[Saved entries]
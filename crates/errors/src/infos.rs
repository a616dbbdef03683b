//! Typed key-value metadata attached to an error event

use std::collections::BTreeMap;

/// Structured diagnostic context carried alongside an error: counters,
/// durations, paths.
///
/// Three independent typed maps, keyed by field name. A key lives in exactly
/// one map at a time; setting it again under a different category re-routes
/// it (last write wins). Ordered maps keep rendering deterministic.
#[derive(Debug, Clone, Default, PartialEq)]
#[cfg_attr(feature = "serde", derive(serde::Serialize, serde::Deserialize))]
pub struct Infos {
    integers: BTreeMap<String, i64>,
    floats: BTreeMap<String, f64>,
    strings: BTreeMap<String, String>,
}

impl Infos {
    #[must_use]
    pub fn new() -> Self {
        Self::default()
    }

    /// Attach an integer field, widened to 64-bit signed.
    pub fn set_int(&mut self, key: impl Into<String>, value: impl Into<i64>) {
        let key = key.into();
        self.floats.remove(&key);
        self.strings.remove(&key);
        self.integers.insert(key, value.into());
    }

    /// Attach a floating-point field, widened to double precision.
    pub fn set_float(&mut self, key: impl Into<String>, value: impl Into<f64>) {
        let key = key.into();
        self.integers.remove(&key);
        self.strings.remove(&key);
        self.floats.insert(key, value.into());
    }

    /// Attach a string field.
    pub fn set_string(&mut self, key: impl Into<String>, value: impl Into<String>) {
        let key = key.into();
        self.integers.remove(&key);
        self.floats.remove(&key);
        self.strings.insert(key, value.into());
    }

    /// Remove a field from whichever map holds it. Removing an absent key is
    /// a no-op.
    pub fn unset(&mut self, key: &str) {
        self.integers.remove(key);
        self.floats.remove(key);
        self.strings.remove(key);
    }

    #[must_use]
    pub fn integers(&self) -> &BTreeMap<String, i64> {
        &self.integers
    }

    #[must_use]
    pub fn floats(&self) -> &BTreeMap<String, f64> {
        &self.floats
    }

    #[must_use]
    pub fn strings(&self) -> &BTreeMap<String, String> {
        &self.strings
    }

    /// Drop every field from all three maps.
    pub fn clear(&mut self) {
        self.integers.clear();
        self.floats.clear();
        self.strings.clear();
    }

    /// True iff all three maps are empty.
    #[must_use]
    pub fn is_empty(&self) -> bool {
        self.integers.is_empty() && self.floats.is_empty() && self.strings.is_empty()
    }
}

#[cfg(test)]
mod tests {
    use super::*;

    #[test]
    fn test_set_routes_by_category() {
        let mut infos = Infos::new();
        infos.set_int("Attempts", 3);
        infos.set_float("Elapsed", 0.25);
        infos.set_string("Path", "/tmp/db");

        assert_eq!(infos.integers().get("Attempts"), Some(&3));
        assert_eq!(infos.floats().get("Elapsed"), Some(&0.25));
        assert_eq!(infos.strings().get("Path"), Some(&"/tmp/db".to_string()));
    }

    #[test]
    fn test_set_reroutes_key_across_categories() {
        let mut infos = Infos::new();
        infos.set_int("Tag", 7);
        infos.set_string("Tag", "seven");

        assert!(!infos.integers().contains_key("Tag"));
        assert_eq!(infos.strings().get("Tag"), Some(&"seven".to_string()));

        infos.set_float("Tag", 7.0);
        assert!(!infos.strings().contains_key("Tag"));
        assert_eq!(infos.floats().get("Tag"), Some(&7.0));
    }

    #[test]
    fn test_last_write_wins_within_category() {
        let mut infos = Infos::new();
        infos.set_int("Attempts", 1);
        infos.set_int("Attempts", 2);
        assert_eq!(infos.integers().get("Attempts"), Some(&2));
        assert_eq!(infos.integers().len(), 1);
    }

    #[test]
    fn test_unset_is_idempotent() {
        let mut infos = Infos::new();
        infos.set_string("Path", "/tmp/db");
        infos.unset("Path");
        assert!(infos.is_empty());

        // absent key: no-op, no panic
        infos.unset("Path");
        infos.unset("NeverSet");
        assert!(infos.is_empty());
    }

    #[test]
    fn test_clear_empties_all_maps() {
        let mut infos = Infos::new();
        infos.set_int("A", 1);
        infos.set_float("B", 2.0);
        infos.set_string("C", "c");
        assert!(!infos.is_empty());

        infos.clear();
        assert!(infos.is_empty());
        assert!(infos.integers().is_empty());
        assert!(infos.floats().is_empty());
        assert!(infos.strings().is_empty());
    }

    #[test]
    fn test_narrow_values_widen() {
        let mut infos = Infos::new();
        infos.set_int("Small", 42_u8);
        infos.set_float("Half", 0.5_f32);
        assert_eq!(infos.integers().get("Small"), Some(&42));
        assert_eq!(infos.floats().get("Half"), Some(&0.5));
    }
}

__Task requirements__:
With nothing omitted, set down all of the records again.

__Answer area__:
filename crates/errors/src/infos.rs
repository a616dbbdef03683b
//! Typed key-value metadata attached to an error event

use std::collections::BTreeMap;

/// Structured diagnostic context carried alongside an error: counters,
/// durations, paths.
///
/// Three independent typed maps, keyed by field name. A key lives in exactly
/// one map at a time; setting it again under a different category re-routes
/// it (last write wins). Ordered maps keep rendering deterministic.
#[derive(Debug, Clone, Default, PartialEq)]
#[cfg_attr(feature = "serde", derive(serde::Serialize, serde::Deserialize))]
pub struct Infos {
    integers: BTreeMap<String, i64>,
    floats: BTreeMap<String, f64>,
    strings: BTreeMap<String, String>,
}

impl Infos {
    #[must_use]
    pub fn new() -> Self {
        Self::default()
    }

    /// Attach an integer field, widened to 64-bit signed.
    pub fn set_int(&mut self, key: impl Into<String>, value: impl Into<i64>) {
        let key = key.into();
        self.floats.remove(&key);
        self.strings.remove(&key);
        self.integers.insert(key, value.into());
    }

    /// Attach a floating-point field, widened to double precision.
    pub fn set_float(&mut self, key: impl Into<String>, value: impl Into<f64>) {
        let key = key.into();
        self.integers.remove(&key);
        self.strings.remove(&key);
        self.floats.insert(key, value.into());
    }

    /// Attach a string field.
    pub fn set_string(&mut self, key: impl Into<String>, value: impl Into<String>) {
        let key = key.into();
        self.integers.remove(&key);
        self.floats.remove(&key);
        self.strings.insert(key, value.into());
    }

    /// Remove a field from whichever map holds it. Removing an absent key is
    /// a no-op.
    pub fn unset(&mut self, key: &str) {
        self.integers.remove(key);
        self.floats.remove(key);
        self.strings.remove(key);
    }

    #[must_use]
    pub fn integers(&self) -> &BTreeMap<String, i64> {
        &self.integers
    }

    #[must_use]
    pub fn floats(&self) -> &BTreeMap<String, f64> {
        &self.floats
    }

    #[must_use]
    pub fn strings(&self) -> &BTreeMap<String, String> {
        &self.strings
    }

    /// Drop every field from all three maps.
    pub fn clear(&mut self) {
        self.integers.clear();
        self.floats.clear();
        self.strings.clear();
    }

    /// True iff all three maps are empty.
    #[must_use]
    pub fn is_empty(&self) -> bool {
        self.integers.is_empty() && self.floats.is_empty() && self.strings.is_empty()
    }
}

#[cfg(test)]
mod tests {
    use super::*;

    #[test]
    fn test_set_routes_by_category() {
        let mut infos = Infos::new();
        infos.set_int("Attempts", 3);
        infos.set_float("Elapsed", 0.25);
        infos.set_string("Path", "/tmp/db");

        assert_eq!(infos.integers().get("Attempts"), Some(&3));
        assert_eq!(infos.floats().get("Elapsed"), Some(&0.25));
        assert_eq!(infos.strings().get("Path"), Some(&"/tmp/db".to_string()));
    }

    #[test]
    fn test_set_reroutes_key_across_categories() {
        let mut infos = Infos::new();
        infos.set_int("Tag", 7);
        infos.set_string("Tag", "seven");

        assert!(!infos.integers().contains_key("Tag"));
        assert_eq!(infos.strings().get("Tag"), Some(&"seven".to_string()));

        infos.set_float("Tag", 7.0);
        assert!(!infos.strings().contains_key("Tag"));
        assert_eq!(infos.floats().get("Tag"), Some(&7.0));
    }

    #[test]
    fn test_last_write_wins_within_category() {
        let mut infos = Infos::new();
        infos.set_int("Attempts", 1);
        infos.set_int("Attempts", 2);
        assert_eq!(infos.integers().get("Attempts"), Some(&2));
        assert_eq!(infos.integers().len(), 1);
    }

    #[test]
    fn test_unset_is_idempotent() {
        let mut infos = Infos::new();
        infos.set_string("Path", "/tmp/db");
        infos.unset("Path");
        assert!(infos.is_empty());

        // absent key: no-op, no panic
        infos.unset("Path");
        infos.unset("NeverSet");
        assert!(infos.is_empty());
    }

    #[test]
    fn test_clear_empties_all_maps() {
        let mut infos = Infos::new();
        infos.set_int("A", 1);
        infos.set_float("B", 2.0);
        infos.set_string("C", "c");
        assert!(!infos.is_empty());

        infos.clear();
        assert!(infos.is_empty());
        assert!(infos.integers().is_empty());
        assert!(infos.floats().is_empty());
        assert!(infos.strings().is_empty());
    }

    #[test]
    fn test_narrow_values_widen() {
        let mut infos = Infos::new();
        infos.set_int("Small", 42_u8);
        infos.set_float("Half", 0.5_f32);
        assert_eq!(infos.integers().get("Small"), Some(&42));
        assert_eq!(infos.floats().get("Half"), Some(&0.5));
    }
}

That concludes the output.